Those who are familiar with market economics would definitely recognise the phrase. It is a metaphor. This one is literal, though. Someone is selling cans of air collected from his hometown which presumably has fresh air. Those of us living in cities would know the difference in feeling between inhaling the city air and the pure fresh air in the hills around, say Mont Banc in the French Alps. Once we recognise that it is a matter of whether some of that feeling could be supplied in part — in which case we will pay for part of that value — and as long as the cost of supplying that value is lower than the value itself there is a scope for placing a price in between and carrying out a mutually beneficial trade in the market.

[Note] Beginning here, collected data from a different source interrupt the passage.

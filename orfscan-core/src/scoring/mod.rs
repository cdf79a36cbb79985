//! Window and codon scoring.
//!
//! - [`motif`]: position-specific scoring of a fixed-width window
//! - [`codon`]: start codon preference lookup

pub mod codon;
pub mod motif;

pub use codon::score_codon;
pub use motif::{MotifScorer, score_motif};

Never mind the economic language. The point is as long as someone is willing to pay to take a couple of puffs of that sweet air for a price there is a scope for an entrepreneur to make money and everyone is happy in the process. Errr…. I don’t like the way this whole thing is beginning to sound. Especially with President Clinton being in the news, again, recently regarding his statement about smoking but not inhaling … and so not liking it because it did not make him happy as a result …. I need to stop the writing because it is going down a slippery slope!
The idea is actually notable and my bet is that eventually it will catch on almost like the bottle of Evian. Economically it may be even more feasible for air is more easily compressed than water without destroying its properties … isn’t it?